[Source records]

______________________________

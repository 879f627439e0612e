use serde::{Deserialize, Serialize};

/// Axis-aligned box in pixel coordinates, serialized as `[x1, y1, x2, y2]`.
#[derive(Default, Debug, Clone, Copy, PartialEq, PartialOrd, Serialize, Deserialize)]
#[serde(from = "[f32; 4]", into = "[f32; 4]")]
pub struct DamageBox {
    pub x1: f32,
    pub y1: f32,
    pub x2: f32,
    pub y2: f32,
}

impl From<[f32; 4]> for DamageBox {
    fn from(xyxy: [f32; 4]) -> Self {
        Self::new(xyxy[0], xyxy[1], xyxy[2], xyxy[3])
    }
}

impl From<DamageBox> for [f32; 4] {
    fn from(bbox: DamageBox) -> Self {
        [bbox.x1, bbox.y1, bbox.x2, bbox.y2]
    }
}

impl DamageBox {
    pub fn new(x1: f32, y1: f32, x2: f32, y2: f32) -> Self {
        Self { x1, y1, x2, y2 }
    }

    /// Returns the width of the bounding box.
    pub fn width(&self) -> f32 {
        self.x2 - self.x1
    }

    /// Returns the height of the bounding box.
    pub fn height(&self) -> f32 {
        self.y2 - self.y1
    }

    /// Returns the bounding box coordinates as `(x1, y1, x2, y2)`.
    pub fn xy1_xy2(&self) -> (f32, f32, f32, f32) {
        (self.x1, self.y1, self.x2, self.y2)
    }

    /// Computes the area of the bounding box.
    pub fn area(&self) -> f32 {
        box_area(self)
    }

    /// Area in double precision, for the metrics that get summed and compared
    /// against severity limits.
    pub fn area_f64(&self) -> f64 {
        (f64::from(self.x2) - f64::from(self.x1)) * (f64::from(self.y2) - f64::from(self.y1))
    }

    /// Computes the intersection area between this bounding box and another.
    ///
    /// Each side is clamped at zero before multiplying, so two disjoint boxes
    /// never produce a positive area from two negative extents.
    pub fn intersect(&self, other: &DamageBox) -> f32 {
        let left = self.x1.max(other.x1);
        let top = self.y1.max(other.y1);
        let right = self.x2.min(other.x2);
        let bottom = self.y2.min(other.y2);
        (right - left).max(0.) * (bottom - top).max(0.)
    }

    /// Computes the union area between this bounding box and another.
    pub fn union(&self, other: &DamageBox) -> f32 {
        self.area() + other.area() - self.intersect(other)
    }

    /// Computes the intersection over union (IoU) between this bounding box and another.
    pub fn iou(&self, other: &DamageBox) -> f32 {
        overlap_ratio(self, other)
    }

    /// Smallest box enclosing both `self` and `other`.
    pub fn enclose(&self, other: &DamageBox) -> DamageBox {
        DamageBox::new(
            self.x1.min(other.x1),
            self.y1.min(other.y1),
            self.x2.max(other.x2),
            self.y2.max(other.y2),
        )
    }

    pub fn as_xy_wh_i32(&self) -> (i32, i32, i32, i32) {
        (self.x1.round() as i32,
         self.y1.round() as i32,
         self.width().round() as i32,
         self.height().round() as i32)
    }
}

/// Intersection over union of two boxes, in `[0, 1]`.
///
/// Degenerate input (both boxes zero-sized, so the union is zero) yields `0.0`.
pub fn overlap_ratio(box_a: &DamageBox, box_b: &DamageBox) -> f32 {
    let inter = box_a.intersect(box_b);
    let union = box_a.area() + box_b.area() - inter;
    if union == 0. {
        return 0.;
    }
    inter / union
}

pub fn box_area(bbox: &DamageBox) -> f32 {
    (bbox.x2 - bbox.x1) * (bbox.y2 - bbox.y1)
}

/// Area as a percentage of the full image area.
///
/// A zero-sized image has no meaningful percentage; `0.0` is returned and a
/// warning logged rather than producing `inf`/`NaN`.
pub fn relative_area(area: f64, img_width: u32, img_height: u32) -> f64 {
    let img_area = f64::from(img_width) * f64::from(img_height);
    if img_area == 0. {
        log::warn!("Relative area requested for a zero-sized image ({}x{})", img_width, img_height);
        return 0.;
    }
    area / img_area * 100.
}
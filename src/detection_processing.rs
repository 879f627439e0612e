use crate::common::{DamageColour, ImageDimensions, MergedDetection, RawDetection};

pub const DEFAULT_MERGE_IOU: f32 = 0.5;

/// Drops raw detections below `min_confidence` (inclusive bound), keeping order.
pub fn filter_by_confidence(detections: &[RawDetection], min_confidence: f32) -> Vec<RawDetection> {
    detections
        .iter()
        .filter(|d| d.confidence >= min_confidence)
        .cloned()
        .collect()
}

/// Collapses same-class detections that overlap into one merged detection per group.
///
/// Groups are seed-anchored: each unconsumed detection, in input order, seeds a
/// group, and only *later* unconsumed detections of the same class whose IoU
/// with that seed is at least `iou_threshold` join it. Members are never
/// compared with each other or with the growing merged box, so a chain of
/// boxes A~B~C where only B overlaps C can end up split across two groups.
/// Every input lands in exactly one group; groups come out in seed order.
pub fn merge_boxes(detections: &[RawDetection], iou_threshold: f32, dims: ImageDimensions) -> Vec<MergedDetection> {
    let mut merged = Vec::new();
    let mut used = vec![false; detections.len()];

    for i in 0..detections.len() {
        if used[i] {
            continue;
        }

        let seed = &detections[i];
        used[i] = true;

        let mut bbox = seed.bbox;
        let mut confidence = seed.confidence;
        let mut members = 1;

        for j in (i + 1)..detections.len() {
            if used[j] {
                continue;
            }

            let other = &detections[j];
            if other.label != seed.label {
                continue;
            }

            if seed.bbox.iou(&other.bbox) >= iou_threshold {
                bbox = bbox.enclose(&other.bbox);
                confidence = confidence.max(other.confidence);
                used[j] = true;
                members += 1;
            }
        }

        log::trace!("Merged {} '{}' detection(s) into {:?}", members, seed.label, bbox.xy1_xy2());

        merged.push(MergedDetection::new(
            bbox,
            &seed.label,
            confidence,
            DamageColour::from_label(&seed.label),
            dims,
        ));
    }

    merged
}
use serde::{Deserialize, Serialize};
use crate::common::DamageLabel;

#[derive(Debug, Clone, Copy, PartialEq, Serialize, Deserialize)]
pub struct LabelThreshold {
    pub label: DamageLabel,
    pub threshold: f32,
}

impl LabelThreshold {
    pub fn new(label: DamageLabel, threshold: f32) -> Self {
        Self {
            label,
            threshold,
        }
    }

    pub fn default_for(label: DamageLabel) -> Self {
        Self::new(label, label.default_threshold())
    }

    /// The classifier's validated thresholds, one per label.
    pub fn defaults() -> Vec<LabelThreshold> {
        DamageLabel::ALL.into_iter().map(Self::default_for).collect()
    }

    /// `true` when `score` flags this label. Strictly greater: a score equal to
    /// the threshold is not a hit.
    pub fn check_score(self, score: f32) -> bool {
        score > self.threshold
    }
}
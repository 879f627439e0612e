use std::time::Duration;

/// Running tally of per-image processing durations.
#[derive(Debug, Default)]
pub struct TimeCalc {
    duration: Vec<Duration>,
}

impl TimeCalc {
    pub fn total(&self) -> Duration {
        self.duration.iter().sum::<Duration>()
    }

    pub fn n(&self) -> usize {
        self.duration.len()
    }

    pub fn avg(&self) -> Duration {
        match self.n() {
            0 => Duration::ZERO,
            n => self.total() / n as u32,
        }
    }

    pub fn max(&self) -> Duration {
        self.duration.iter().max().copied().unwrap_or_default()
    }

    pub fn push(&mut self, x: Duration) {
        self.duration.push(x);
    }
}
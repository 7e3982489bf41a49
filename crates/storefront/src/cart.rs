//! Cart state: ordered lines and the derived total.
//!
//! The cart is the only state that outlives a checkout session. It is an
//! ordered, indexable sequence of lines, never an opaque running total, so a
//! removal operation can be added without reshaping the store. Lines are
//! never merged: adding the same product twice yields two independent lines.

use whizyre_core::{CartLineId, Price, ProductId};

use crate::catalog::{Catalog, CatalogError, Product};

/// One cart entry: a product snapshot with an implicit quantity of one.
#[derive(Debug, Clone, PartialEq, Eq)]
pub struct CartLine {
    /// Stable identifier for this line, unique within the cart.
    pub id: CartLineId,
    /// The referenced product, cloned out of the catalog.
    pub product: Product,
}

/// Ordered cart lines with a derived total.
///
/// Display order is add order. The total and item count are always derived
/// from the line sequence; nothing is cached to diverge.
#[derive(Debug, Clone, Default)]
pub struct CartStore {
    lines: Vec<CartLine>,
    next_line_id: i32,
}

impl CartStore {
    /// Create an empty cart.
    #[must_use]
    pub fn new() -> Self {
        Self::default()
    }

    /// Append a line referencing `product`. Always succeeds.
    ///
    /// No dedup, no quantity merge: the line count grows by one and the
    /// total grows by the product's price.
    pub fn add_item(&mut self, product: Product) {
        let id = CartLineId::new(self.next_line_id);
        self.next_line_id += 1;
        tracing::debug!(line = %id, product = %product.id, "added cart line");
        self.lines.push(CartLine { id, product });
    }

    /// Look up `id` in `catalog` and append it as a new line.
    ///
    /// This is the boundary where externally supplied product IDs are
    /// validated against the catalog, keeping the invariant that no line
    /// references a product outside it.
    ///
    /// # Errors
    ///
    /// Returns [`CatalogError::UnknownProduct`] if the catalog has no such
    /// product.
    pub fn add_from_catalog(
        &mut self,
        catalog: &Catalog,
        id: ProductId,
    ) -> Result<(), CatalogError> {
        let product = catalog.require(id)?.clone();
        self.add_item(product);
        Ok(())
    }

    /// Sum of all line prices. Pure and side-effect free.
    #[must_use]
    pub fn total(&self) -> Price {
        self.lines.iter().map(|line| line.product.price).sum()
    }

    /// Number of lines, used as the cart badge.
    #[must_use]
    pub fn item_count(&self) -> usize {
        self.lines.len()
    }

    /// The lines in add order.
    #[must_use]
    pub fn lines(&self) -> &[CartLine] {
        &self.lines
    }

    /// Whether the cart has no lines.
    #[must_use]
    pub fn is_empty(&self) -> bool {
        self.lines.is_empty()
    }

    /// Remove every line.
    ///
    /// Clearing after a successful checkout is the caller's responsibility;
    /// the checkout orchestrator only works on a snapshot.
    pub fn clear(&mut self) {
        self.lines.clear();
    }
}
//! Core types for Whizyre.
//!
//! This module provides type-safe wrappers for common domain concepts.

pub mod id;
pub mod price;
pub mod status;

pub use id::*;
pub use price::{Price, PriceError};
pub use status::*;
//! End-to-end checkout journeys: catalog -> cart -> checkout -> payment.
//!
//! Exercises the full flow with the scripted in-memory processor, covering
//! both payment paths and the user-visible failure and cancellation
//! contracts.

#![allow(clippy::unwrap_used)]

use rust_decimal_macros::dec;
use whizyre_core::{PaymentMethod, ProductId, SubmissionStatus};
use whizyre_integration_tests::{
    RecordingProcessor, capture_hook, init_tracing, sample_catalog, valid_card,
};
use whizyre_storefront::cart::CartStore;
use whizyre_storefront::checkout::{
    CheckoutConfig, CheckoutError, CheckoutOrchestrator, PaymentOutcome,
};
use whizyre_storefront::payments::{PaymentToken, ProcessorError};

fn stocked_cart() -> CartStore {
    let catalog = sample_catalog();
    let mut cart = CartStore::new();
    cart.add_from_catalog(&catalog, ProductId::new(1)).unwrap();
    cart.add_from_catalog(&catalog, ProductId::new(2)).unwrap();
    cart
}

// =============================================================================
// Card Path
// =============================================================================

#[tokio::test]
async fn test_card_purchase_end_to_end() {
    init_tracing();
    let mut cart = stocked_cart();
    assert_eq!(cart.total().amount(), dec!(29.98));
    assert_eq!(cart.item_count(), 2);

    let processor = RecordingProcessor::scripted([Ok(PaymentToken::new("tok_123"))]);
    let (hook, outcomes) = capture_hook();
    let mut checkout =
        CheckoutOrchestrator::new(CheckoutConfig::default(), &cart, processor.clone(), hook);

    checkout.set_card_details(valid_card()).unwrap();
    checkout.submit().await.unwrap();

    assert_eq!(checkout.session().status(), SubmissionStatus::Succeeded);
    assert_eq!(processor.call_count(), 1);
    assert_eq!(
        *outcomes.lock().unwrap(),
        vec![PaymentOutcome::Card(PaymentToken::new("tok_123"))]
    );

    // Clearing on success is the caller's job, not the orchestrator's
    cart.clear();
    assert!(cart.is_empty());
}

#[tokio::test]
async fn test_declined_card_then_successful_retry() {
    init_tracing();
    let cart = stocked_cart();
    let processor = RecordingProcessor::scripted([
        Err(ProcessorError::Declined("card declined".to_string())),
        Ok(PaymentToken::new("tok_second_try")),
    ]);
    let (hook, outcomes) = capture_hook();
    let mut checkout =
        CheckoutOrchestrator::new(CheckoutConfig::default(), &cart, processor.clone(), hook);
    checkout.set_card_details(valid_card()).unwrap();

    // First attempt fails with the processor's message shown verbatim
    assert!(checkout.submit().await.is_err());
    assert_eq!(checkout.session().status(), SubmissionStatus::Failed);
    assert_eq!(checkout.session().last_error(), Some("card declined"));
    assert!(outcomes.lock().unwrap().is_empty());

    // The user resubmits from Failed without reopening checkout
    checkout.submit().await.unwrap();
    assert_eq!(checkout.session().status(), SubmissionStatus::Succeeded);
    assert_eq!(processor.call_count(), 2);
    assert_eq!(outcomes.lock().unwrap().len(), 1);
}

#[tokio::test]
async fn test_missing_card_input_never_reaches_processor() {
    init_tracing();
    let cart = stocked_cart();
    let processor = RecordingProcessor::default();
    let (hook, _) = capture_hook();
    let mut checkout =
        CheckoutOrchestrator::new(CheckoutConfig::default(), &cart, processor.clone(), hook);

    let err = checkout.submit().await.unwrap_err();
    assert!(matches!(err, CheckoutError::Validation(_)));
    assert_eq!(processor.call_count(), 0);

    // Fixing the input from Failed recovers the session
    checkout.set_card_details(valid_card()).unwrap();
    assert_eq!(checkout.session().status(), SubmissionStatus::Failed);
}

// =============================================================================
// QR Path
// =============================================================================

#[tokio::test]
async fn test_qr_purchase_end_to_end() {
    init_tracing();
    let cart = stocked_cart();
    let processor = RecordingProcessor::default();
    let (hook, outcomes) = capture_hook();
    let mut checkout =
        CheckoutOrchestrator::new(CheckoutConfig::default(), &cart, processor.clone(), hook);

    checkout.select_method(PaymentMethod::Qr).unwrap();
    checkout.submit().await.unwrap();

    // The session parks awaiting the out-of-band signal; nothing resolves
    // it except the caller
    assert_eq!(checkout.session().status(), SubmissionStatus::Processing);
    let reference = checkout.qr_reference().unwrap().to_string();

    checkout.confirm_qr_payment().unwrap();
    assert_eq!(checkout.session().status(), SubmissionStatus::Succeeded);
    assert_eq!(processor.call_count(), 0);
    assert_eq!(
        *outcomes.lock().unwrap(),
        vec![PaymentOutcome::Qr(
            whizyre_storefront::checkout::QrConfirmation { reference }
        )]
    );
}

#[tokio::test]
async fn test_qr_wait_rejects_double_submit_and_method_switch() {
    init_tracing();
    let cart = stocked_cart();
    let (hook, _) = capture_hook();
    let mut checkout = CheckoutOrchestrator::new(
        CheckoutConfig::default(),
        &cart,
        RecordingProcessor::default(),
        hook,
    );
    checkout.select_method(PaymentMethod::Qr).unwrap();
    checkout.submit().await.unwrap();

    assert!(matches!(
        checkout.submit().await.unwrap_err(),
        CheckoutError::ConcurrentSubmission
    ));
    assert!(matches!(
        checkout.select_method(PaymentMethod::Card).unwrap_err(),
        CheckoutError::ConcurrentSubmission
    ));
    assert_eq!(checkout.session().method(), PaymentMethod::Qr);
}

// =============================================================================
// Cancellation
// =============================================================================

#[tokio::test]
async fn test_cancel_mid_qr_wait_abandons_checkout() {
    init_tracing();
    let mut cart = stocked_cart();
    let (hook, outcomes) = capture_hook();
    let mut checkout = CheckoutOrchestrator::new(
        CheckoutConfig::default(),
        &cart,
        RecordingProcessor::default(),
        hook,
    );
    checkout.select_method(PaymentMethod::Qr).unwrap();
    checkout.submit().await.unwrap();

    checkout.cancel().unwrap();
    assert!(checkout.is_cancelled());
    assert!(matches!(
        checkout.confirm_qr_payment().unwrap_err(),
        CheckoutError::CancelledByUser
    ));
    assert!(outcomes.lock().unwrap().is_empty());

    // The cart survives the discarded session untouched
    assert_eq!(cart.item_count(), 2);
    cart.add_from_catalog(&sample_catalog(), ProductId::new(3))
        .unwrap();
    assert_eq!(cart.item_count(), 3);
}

______________________________

What needs to be done: Which lines of the data above contain the string "PartialEq"? Copy each of them.

The completed task:
#[derive(Default, Debug, Clone, Copy, PartialEq, PartialOrd, Serialize, Deserialize)]
#[derive(Debug, Clone, Copy, PartialEq, Serialize, Deserialize)]
#[derive(Debug, Clone, PartialEq, Eq)]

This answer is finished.